Let us now turn to the term-formation strategy consisting in adjoining a modifier in the genitive to a head noun (“N N(Gen)” in Table 17.7). This strategy, of course, is completely absent from Spanish, which lacks any kind of case inflection. English has genitival compounds of the type women’s magazine, but no example is attested in our business list, while this genitival strategy accounts for only 0.6% of our German cases. By contrast, it is highly important in Polish; indeed, it is the second most frequent (28.9%). Often, the genitive and the relational adjective are used side by side, e.g., struktura kapitatu/kapitalowa ‘capital structure’, katalog firmy/firmowy ‘company catalogue’, strategia eksportu/eksportowa ‘export strategy’, proces produkcji/ produkcyjny ‘production process’. Note, though, that what we have said here about Polish does not necessarily extend to other Slavonic languages, which differ markedly in their preferences between relational adjective and genitive (cf. Ohnheiser 2015).
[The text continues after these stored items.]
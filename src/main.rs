use anyhow::{Context, Result};
use clap::error::ErrorKind;
use clap::Parser;
use mute::{Config, Target, EXIT_CONFIG_ERROR, EXIT_EXEC_FAILURE};
use std::ffi::OsString;
use std::io::{self, Write};
use tracing_subscriber::EnvFilter;

/// Environment variable holding the log filter, e.g. `MUTE_LOG=debug`
const ENV_LOG: &str = "MUTE_LOG";

#[derive(Parser)]
#[command(name = "mute")]
#[command(
    about = "Run a command and mute its output when the exit code or stdout match configured criteria",
    long_about = None
)]
#[command(version = mute::VERSION)]
struct Cli {
    /// Command to execute, followed by its arguments
    #[arg(
        required = true,
        num_args = 1..,
        trailing_var_arg = true,
        value_name = "COMMAND",
        value_parser = clap::value_parser!(OsString)
    )]
    command: Vec<OsString>,
}

fn init_logging() -> Result<()> {
    let filter = EnvFilter::try_from_env(ENV_LOG).unwrap_or_else(|_| EnvFilter::new("warn"));
    tracing_subscriber::fmt()
        .with_env_filter(filter)
        .with_writer(io::stderr)
        .with_target(false)
        .try_init()
        .map_err(|e| anyhow::anyhow!(e))
        .context("Failed to initialize logging")
}

/// Load the config, falling back to muting successful runs if none is accessible
fn load_config() -> Result<Config, mute::ConfigError> {
    match mute::load() {
        Ok(config) => Ok(config),
        Err(e) if e.is_access() => {
            tracing::debug!(error = %e, "no config file, muting successful runs only");
            Ok(Config::mute_successful())
        }
        Err(e) => Err(e),
    }
}

fn run(cli: Cli) -> Result<i32> {
    let config = match load_config() {
        Ok(config) => config,
        Err(e) => {
            eprintln!("config error: {e}");
            return Ok(EXIT_CONFIG_ERROR);
        }
    };

    let mut command = cli.command.into_iter();
    let program = command.next().unwrap_or_default();
    if program.is_empty() {
        eprintln!("mute: command is empty");
        return Ok(EXIT_EXEC_FAILURE);
    }

    let stdout = io::stdout();
    let stderr = io::stderr();
    let mut out = stdout.lock();
    let mut err = stderr.lock();

    let outcome = Target::new(program)
        .args(command)
        .execute(&config, &mut out, &mut err);
    if let Some(e) = &outcome.error {
        tracing::debug!(error = %e, "command did not succeed");
    }

    out.flush().context("Failed to flush stdout")?;
    Ok(outcome.exit_code)
}

fn main() {
    let cli = match Cli::try_parse() {
        Ok(cli) => cli,
        Err(e) => {
            let code = match e.kind() {
                ErrorKind::DisplayHelp | ErrorKind::DisplayVersion => 0,
                _ => EXIT_EXEC_FAILURE,
            };
            let _ = e.print();
            std::process::exit(code);
        }
    };

    if let Err(e) = init_logging() {
        eprintln!("mute: {e:#}");
    }

    let code = match run(cli) {
        Ok(code) => code,
        Err(e) => {
            eprintln!("mute: {e:#}");
            EXIT_EXEC_FAILURE
        }
    };
    std::process::exit(code);
}
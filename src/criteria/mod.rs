//! Mute criteria
//!
//! A run is muted when it matches any [`Criterion`] of the applicable
//! [`Criteria`]. A criterion combines a set of exit codes with a set of
//! stdout patterns:
//!
//! - An empty exit code set accepts any exit code
//! - An empty pattern set accepts any stdout
//! - A criterion with neither is empty and never matches anything

mod criterion;
mod pattern;


pub use criterion::{Criteria, Criterion};
pub use pattern::{PatternError, StdoutPattern};
//! Test helper functions for E2E tests

use std::path::PathBuf;
use std::process::{Command, Output};

use mute::config::{ENV_CONFIG, ENV_EXIT_CODES, ENV_STDOUT_PATTERN};

/// Path to a file under tests/fixtures
pub fn fixture(name: &str) -> PathBuf {
    PathBuf::from(env!("CARGO_MANIFEST_DIR"))
        .join("tests")
        .join("fixtures")
        .join(name)
}

/// Command for the mute binary with a clean mute environment
///
/// `MUTE_CONFIG` is set to `config` so the system config file is never read.
pub fn mute_command(config: &str) -> Command {
    let mut cmd = Command::new(env!("CARGO_BIN_EXE_mute"));
    cmd.env(ENV_CONFIG, config)
        .env_remove(ENV_EXIT_CODES)
        .env_remove(ENV_STDOUT_PATTERN)
        .env_remove("MUTE_LOG");
    cmd
}

/// Run the mute binary on `sh -c script`
pub fn mute_sh(config: &str, script: &str) -> Output {
    mute_command(config)
        .args(["sh", "-c", script])
        .output()
        .expect("Failed to run mute binary")
}

pub fn stdout_of(output: &Output) -> String {
    String::from_utf8_lossy(&output.stdout).into_owned()
}

pub fn stderr_of(output: &Output) -> String {
    String::from_utf8_lossy(&output.stderr).into_owned()
}
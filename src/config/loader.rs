//! Loading configuration from TOML files and environment variables

use std::fs;
use std::io;
use std::num::ParseIntError;
use std::path::{Path, PathBuf};
use thiserror::Error;

use super::Config;
use crate::criteria::{Criteria, Criterion, PatternError, StdoutPattern};

/// Environment variable pointing to the config file (empty means built-in default)
pub const ENV_CONFIG: &str = "MUTE_CONFIG";

/// Environment variable overriding the default exit codes (comma separated)
pub const ENV_EXIT_CODES: &str = "MUTE_EXIT_CODES";

/// Environment variable overriding the default stdout pattern
pub const ENV_STDOUT_PATTERN: &str = "MUTE_STDOUT_PATTERN";

/// Config file used when `MUTE_CONFIG` is not set
pub const DEFAULT_CONFIG_PATH: &str = "/etc/mute.toml";

/// Errors loading a [`Config`]
#[derive(Debug, Error)]
pub enum ConfigError {
    /// The config file could not be read
    #[error("failed to read config file {}: {source}", .path.display())]
    Access {
        path: PathBuf,
        #[source]
        source: io::Error,
    },

    /// The config file is not valid TOML or contains an invalid pattern
    #[error("failed to parse config file {}: {source}", .path.display())]
    Parse {
        path: PathBuf,
        #[source]
        source: toml::de::Error,
    },

    /// An exit code from the environment is not an integer
    #[error("invalid exit code '{value}': {source}")]
    InvalidExitCode {
        value: String,
        #[source]
        source: ParseIntError,
    },

    #[error(transparent)]
    Pattern(#[from] PatternError),
}

impl ConfigError {
    /// Whether the error means the config file could not be accessed at all
    pub fn is_access(&self) -> bool {
        matches!(self, ConfigError::Access { .. })
    }
}

impl Config {
    /// Read and parse a TOML config file
    pub fn from_file(path: impl AsRef<Path>) -> Result<Self, ConfigError> {
        let path = path.as_ref();
        let content = fs::read_to_string(path).map_err(|source| ConfigError::Access {
            path: path.to_path_buf(),
            source,
        })?;

        toml::from_str(&content).map_err(|source| ConfigError::Parse {
            path: path.to_path_buf(),
            source,
        })
    }

    /// Build a config from the values of the override environment variables
    ///
    /// `exit_codes` is a comma separated list of integers and `pattern` a
    /// regular expression. Empty values contribute nothing, so two empty
    /// strings produce an empty config.
    pub fn from_env_values(exit_codes: &str, pattern: &str) -> Result<Self, ConfigError> {
        let codes = if exit_codes.is_empty() {
            Vec::new()
        } else {
            exit_codes
                .split(',')
                .map(|s| {
                    let s = s.trim();
                    s.parse::<i32>()
                        .map_err(|source| ConfigError::InvalidExitCode {
                            value: s.to_string(),
                            source,
                        })
                })
                .collect::<Result<Vec<_>, _>>()?
        };

        let patterns = if pattern.is_empty() {
            Vec::new()
        } else {
            vec![StdoutPattern::new(pattern)?]
        };

        let criterion = Criterion::from_parts(codes, patterns);
        let mut config = Config::default();
        if !criterion.is_empty() {
            config.default = Criteria::new().with(criterion);
        }
        Ok(config)
    }
}

/// Load the config for the current process environment
///
/// See [`load_with`] for the resolution order.
pub fn load() -> Result<Config, ConfigError> {
    load_with(|name| std::env::var(name).ok())
}

/// Load the config using `lookup` to read environment variables
///
/// 1. `MUTE_EXIT_CODES` / `MUTE_STDOUT_PATTERN`, when they produce a non-empty config
/// 2. `MUTE_CONFIG`: set but empty means [`Config::mute_successful`], otherwise a file path
/// 3. [`DEFAULT_CONFIG_PATH`]
pub fn load_with<F>(lookup: F) -> Result<Config, ConfigError>
where
    F: Fn(&str) -> Option<String>,
{
    let exit_codes = lookup(ENV_EXIT_CODES).unwrap_or_default();
    let pattern = lookup(ENV_STDOUT_PATTERN).unwrap_or_default();
    let config = Config::from_env_values(&exit_codes, &pattern)?;
    if !config.is_empty() {
        tracing::debug!("using config from environment overrides");
        return Ok(config);
    }

    let path = match lookup(ENV_CONFIG) {
        Some(path) if path.is_empty() => {
            tracing::debug!("{ENV_CONFIG} is empty, using built-in config");
            return Ok(Config::mute_successful());
        }
        Some(path) => PathBuf::from(path),
        None => PathBuf::from(DEFAULT_CONFIG_PATH),
    };

    tracing::debug!(path = %path.display(), "reading config file");
    Config::from_file(&path)
}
The last strategy from Table 17.7 that we need to comment on is the combination of a head noun and a prepositional phrase (“NPrepN”). This is used in 47.5% of our complex nominal business terms in Spanish. In the overwhelming majority of cases, the preposition used is semantically void de ‘of’: estructura de capital ‘capital structure’, mensaje de publicidad ‘advertising message’, precio de mercado ‘market price’, etc. Yet other, semantically more specific prepositions also occur: credito al con- sumidor ‘consumer credit’ (literally ‘credit to_the consumer’), pais en desarrollo ‘developing country’ (literally ‘country in development’), retorno sobre activos ‘return on assets’, etc. Just like sequences of relational adjective + noun, or noun + genitive in Polish, such multi-word terms have sometimes been classified as phrases, i.e. syntactic entities. Yet it is clear that these patterns serve the same naming function as genuine noun-noun compounds. It therefore seems preferable to regard them as “phrasal names” in the sense of construction morphology (cf. Booij2010, Ch. 7). In the three languages other than Spanish the NPrepN pattern is also used, but to a much lesser extent: occurring very rarely in the German list (e.g., Gewinn vor Steuern ‘profit before tax’), it is slightly more productive in English (e.g., balance of trade; cf. Section 2.5) and Polish (e.g., dostgp do rynku ‘market access’ [literally ‘access to_the market’], pozycja na rynku ‘market position’ [literally ‘position on_the market’).